Le 24/07/2016 à 22:57, Joerg Sonnenberger a écrit :
> On Sun, Jul 24, 2016 at 01:09:46PM +0200, Maxime Villard wrote:
> > The goal of sysrestrict (and pledge, and whatever else) is not to provide the
> > perfect feature that will control absolutely everything. The goal is just to
> > provide an additionnal, simple layer of restriction. It is a combination of
> > such features that can mostly reach the granularity you want. Sysrestrict for
> > syscalls, UNIX file permissions for VFS, kauth for kernel permissions, Veriexec
> > for binary permissions, etc.
>
> Frankly, I haven't seen many use cases for pledge so far that actually
> make sense. While I do see a certain sense in allowing a fully sandboxed
> process hierachy, that can already be obtained to a degree with ptrace.

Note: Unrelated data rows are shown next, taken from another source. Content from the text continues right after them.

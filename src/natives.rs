//! Native function and primitive-method registry: `clock`, `input`,
//! `readFile`, `number`, plus the `String`/`Number`/`List`/`Map` primitive
//! method tables (`String.length`/`charAt`/`slice`/`split`,
//! `List.add`/`remove`/`length`/`map`/`filter`/`find`/`contains`/`reverse`/
//! `sum`, and the `Map` class), all registered through the same
//! `define_native`/`define_primitive` pair.

use crate::object::{self, Obj, ObjType};
use crate::objects::string::ObjString;
use crate::value::{format_number, Value};
use crate::vm::Vm;

pub fn register(vm: &mut Vm) {
    vm.define_native("clock", 0, clock_native);
    vm.define_native("input", 0, input_native);
    vm.define_native("readFile", 1, read_file_native);
    vm.define_native("number", 1, number_native);

    vm.define_native("__enterTestMode", 0, enter_test_mode_native);
    vm.define_native("__exitTestMode", 0, exit_test_mode_native);
    vm.define_native("__isTestMode", 0, is_test_mode_native);
    vm.define_native("__setCurrentTest", 1, set_current_test_native);
    vm.define_native("__recordFailure", 1, record_failure_native);
    vm.define_native("__testFailures", 0, test_failures_native);

    let string_name = vm.intern("String");
    vm.string_class = vm.alloc_class(string_name);
    vm.define_primitive(vm.string_class, "length", 1, string_length_native);
    vm.define_primitive(vm.string_class, "split", 2, string_split_native);
    vm.define_primitive(vm.string_class, "charAt", 2, string_char_at_native);
    vm.define_primitive(vm.string_class, "slice", 3, string_slice_native);

    let number_name = vm.intern("Number");
    vm.number_class = vm.alloc_class(number_name);
    vm.define_primitive(vm.number_class, "add", 2, number_add_native);

    let list_name = vm.intern("List");
    vm.list_class = vm.alloc_class(list_name);
    vm.define_primitive(vm.list_class, "add", 2, list_add_native);
    vm.define_primitive(vm.list_class, "remove", 2, list_remove_native);
    vm.define_primitive(vm.list_class, "length", 1, list_length_native);
    vm.define_primitive(vm.list_class, "map", 2, list_map_native);
    vm.define_primitive(vm.list_class, "filter", 2, list_filter_native);
    vm.define_primitive(vm.list_class, "find", 2, list_find_native);
    vm.define_primitive(vm.list_class, "contains", 2, list_contains_native);
    vm.define_primitive(vm.list_class, "reverse", 1, list_reverse_native);
    vm.define_primitive(vm.list_class, "sum", 1, list_sum_native);

    let map_name = vm.intern("Map");
    vm.map_class = vm.alloc_class(map_name);
    vm.define_primitive(vm.map_class, "keys", 1, map_keys_native);
    vm.define_primitive(vm.map_class, "values", 1, map_values_native);
    vm.define_primitive(vm.map_class, "has", 2, map_has_native);
    vm.define_primitive(vm.map_class, "remove", 2, map_remove_native);
    vm.define_primitive(vm.map_class, "length", 1, map_length_native);
}

fn expect_string(value: Value) -> Result<*mut ObjString, String> {
    match value {
        Value::Obj(ptr) if unsafe { (*ptr).obj_type } == ObjType::String => unsafe { Ok(object::as_string(ptr)) },
        _ => Err("Argument must be a string.".to_string()),
    }
}

fn expect_number(value: Value) -> Result<f64, String> {
    match value {
        Value::Number(n) => Ok(n),
        _ => Err("Argument must be a number.".to_string()),
    }
}

fn expect_list(value: Value) -> Result<*mut crate::objects::list::ObjList, String> {
    match value {
        Value::Obj(ptr) if unsafe { (*ptr).obj_type } == ObjType::List => unsafe { Ok(object::as_list(ptr)) },
        _ => Err("Receiver must be a list.".to_string()),
    }
}
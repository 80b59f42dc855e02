//! The common heap-object header. Every concrete heap type (`ObjString`,
//! `ObjClosure`, ...) embeds an `Obj` as its first field (`#[repr(C)]`), so a
//! `*mut Obj` can be downcast to the concrete type once its `obj_type` tag is
//! known, carried through to every object kind this VM needs.

use std::cell::Cell;
use std::fmt;

use crate::objects::bound::{ObjBoundMethod, ObjBoundNative};
use crate::objects::class::{ObjClass, ObjInstance};
use crate::objects::closure::ObjClosure;
use crate::objects::function::ObjFunction;
use crate::objects::list::ObjList;
use crate::objects::map::ObjMap;
use crate::objects::module::ObjModule;
use crate::objects::native::ObjNative;
use crate::objects::string::ObjString;
use crate::objects::upvalue::ObjUpvalue;

#[derive(Debug, Clone, Copy, PartialEq, Eq, Hash, strum_macros::Display)]
pub enum ObjType {
    String,
    Function,
    Closure,
    Upvalue,
    Native,
    BoundMethod,
    BoundNative,
    Class,
    Instance,
    List,
    Map,
    Module,
}

#[repr(C)]
pub struct Obj {
    pub obj_type: ObjType,
    /// GC mark bit, flipped during the mark phase and cleared on survivors
    /// after sweep.
    pub marked: Cell<bool>,
    /// Intrusive singly-linked allocation list threaded through every
    /// live object, so sweep can walk the heap without a separate index.
    pub next: Cell<*mut Obj>,
}

impl Obj {
    pub fn header(obj_type: ObjType) -> Obj {
        Obj { obj_type, marked: Cell::new(false), next: Cell::new(std::ptr::null_mut()) }
    }

    pub fn type_name(&self) -> &'static str {
        match self.obj_type {
            ObjType::String => "string",
            ObjType::Function => "function",
            ObjType::Closure => "closure",
            ObjType::Upvalue => "upvalue",
            ObjType::Native => "native",
            ObjType::BoundMethod => "bound method",
            ObjType::BoundNative => "bound native",
            ObjType::Class => "class",
            ObjType::Instance => "instance",
            ObjType::List => "list",
            ObjType::Map => "map",
            ObjType::Module => "module",
        }
    }
}

impl fmt::Debug for Obj {
    fn fmt(&self, f: &mut fmt::Formatter<'_>) -> fmt::Result {
        write!(f, "Obj({})", self.obj_type)
    }
}

/// Deep byte size of an object, used to drive `bytesAllocated`/`nextGC`.
/// Approximate but monotonic with what the object actually holds.
pub unsafe fn deep_size(ptr: *mut Obj) -> usize {
    let base = std::mem::size_of::<Obj>();
    match (*ptr).obj_type {
        ObjType::String => base + std::mem::size_of::<ObjString>() + (*(ptr as *mut ObjString)).chars.len(),
        ObjType::Function => base + std::mem::size_of::<ObjFunction>() + (*(ptr as *mut ObjFunction)).chunk.code.len(),
        ObjType::Closure => {
            base + std::mem::size_of::<ObjClosure>()
                + (*(ptr as *mut ObjClosure)).upvalues.len() * std::mem::size_of::<*mut ObjUpvalue>()
        }
        ObjType::Upvalue => base + std::mem::size_of::<ObjUpvalue>(),
        ObjType::Native => base + std::mem::size_of::<ObjNative>(),
        ObjType::BoundMethod => base + std::mem::size_of::<ObjBoundMethod>(),
        ObjType::BoundNative => base + std::mem::size_of::<ObjBoundNative>(),
        ObjType::Class => base + std::mem::size_of::<ObjClass>(),
        ObjType::Instance => base + std::mem::size_of::<ObjInstance>(),
        ObjType::List => base + std::mem::size_of::<ObjList>() + (*(ptr as *mut ObjList)).items.len() * std::mem::size_of::<crate::value::Value>(),
        ObjType::Map => base + std::mem::size_of::<ObjMap>(),
        ObjType::Module => base + std::mem::size_of::<ObjModule>(),
    }
}

/// Downcast helpers, one per concrete kind. Each panics if the tag doesn't
/// match — a programming-error guard, never a user-reachable path.
macro_rules! downcast {
    ($name:ident, $ty:ty, $tag:ident) => {
        #[inline]
        pub unsafe fn $name(ptr: *mut Obj) -> *mut $ty {
            debug_assert_eq!((*ptr).obj_type, ObjType::$tag);
            ptr as *mut $ty
        }
    };
}

downcast!(as_string, ObjString, String);
downcast!(as_function, ObjFunction, Function);
downcast!(as_closure, ObjClosure, Closure);
downcast!(as_upvalue, ObjUpvalue, Upvalue);
downcast!(as_native, ObjNative, Native);
downcast!(as_bound_method, ObjBoundMethod, BoundMethod);
downcast!(as_bound_native, ObjBoundNative, BoundNative);
downcast!(as_class, ObjClass, Class);
downcast!(as_instance, ObjInstance, Instance);
downcast!(as_list, ObjList, List);
downcast!(as_map, ObjMap, Map);
downcast!(as_module, ObjModule, Module);
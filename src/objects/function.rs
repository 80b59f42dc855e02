use crate::chunk::Chunk;
use crate::object::{Obj, ObjType};
use crate::objects::string::ObjString;

#[repr(C)]
pub struct ObjFunction {
    pub obj: Obj,
    pub arity: u8,
    pub upvalue_count: usize,
    pub name: Option<*mut ObjString>,
    pub chunk: Chunk,
}

impl ObjFunction {
    pub fn new(name: Option<*mut ObjString>) -> ObjFunction {
        ObjFunction {
            obj: Obj::header(ObjType::Function),
            arity: 0,
            upvalue_count: 0,
            name,
            chunk: Chunk::new(),
        }
    }

    /// `None` marks the implicit top-level closure of a script — a nameless
    /// frame prints as `script` in stack traces.
    pub fn name_str(&self) -> Option<&str> {
        self.name.map(|s| unsafe { (*s).as_str() })
    }
}
use crate::object::{Obj, ObjType};
use crate::objects::string::ObjString;
use crate::table::Table;
use crate::value::Value;

/// A user-defined class. Inheritance is flattened at `OP_INHERIT`
/// time: the subclass's `methods` table starts as a copy of the
/// superclass's, so method lookup never walks a superclass chain at call
/// time — only `super.method()` dispatch needs to remember the superclass,
/// which the compiler resolves through an upvalue, not through this struct.
#[repr(C)]
pub struct ObjClass {
    pub obj: Obj,
    pub name: *mut ObjString,
    pub methods: Table,
}

impl ObjClass {
    pub fn new(name: *mut ObjString) -> ObjClass {
        ObjClass { obj: Obj::header(ObjType::Class), name, methods: Table::new() }
    }

    /// Class names are never `None` (unlike `ObjFunction::name`, which is
    /// `None` for the top-level script), so stringification can read the
    /// name directly.
    pub fn name_str_unchecked(&self) -> &str {
        unsafe { (*self.name).as_str() }
    }
}

/// An instance of a user-defined class. Fields are an open-addressing
/// `Table` exactly like globals, keyed by interned field-name strings.
#[repr(C)]
pub struct ObjInstance {
    pub obj: Obj,
    pub class: *mut ObjClass,
    pub fields: Table,
}

impl ObjInstance {
    pub fn new(class: *mut ObjClass) -> ObjInstance {
        ObjInstance { obj: Obj::header(ObjType::Instance), class, fields: Table::new() }
    }

    pub fn get(&self, key: *mut ObjString) -> Option<Value> {
        self.fields.get(key)
    }

    pub fn set(&mut self, key: *mut ObjString, value: Value) {
        self.fields.set(key, value);
    }
}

> If you want to actually get something like this into the tree, you should
> start at the beginning. What problem is it trying to solve, why is that
> problem relevant and how does is it gotten solved?

It's just obvious: we don't want ftpd to call modctl, or execve (even if it
currently does), or mount, or reboot, or swapctl, etc. And it gets solved
by restricting those syscalls.

I didn't start this thread with the intention of getting anything into the
tree. As I said, it is just an idea.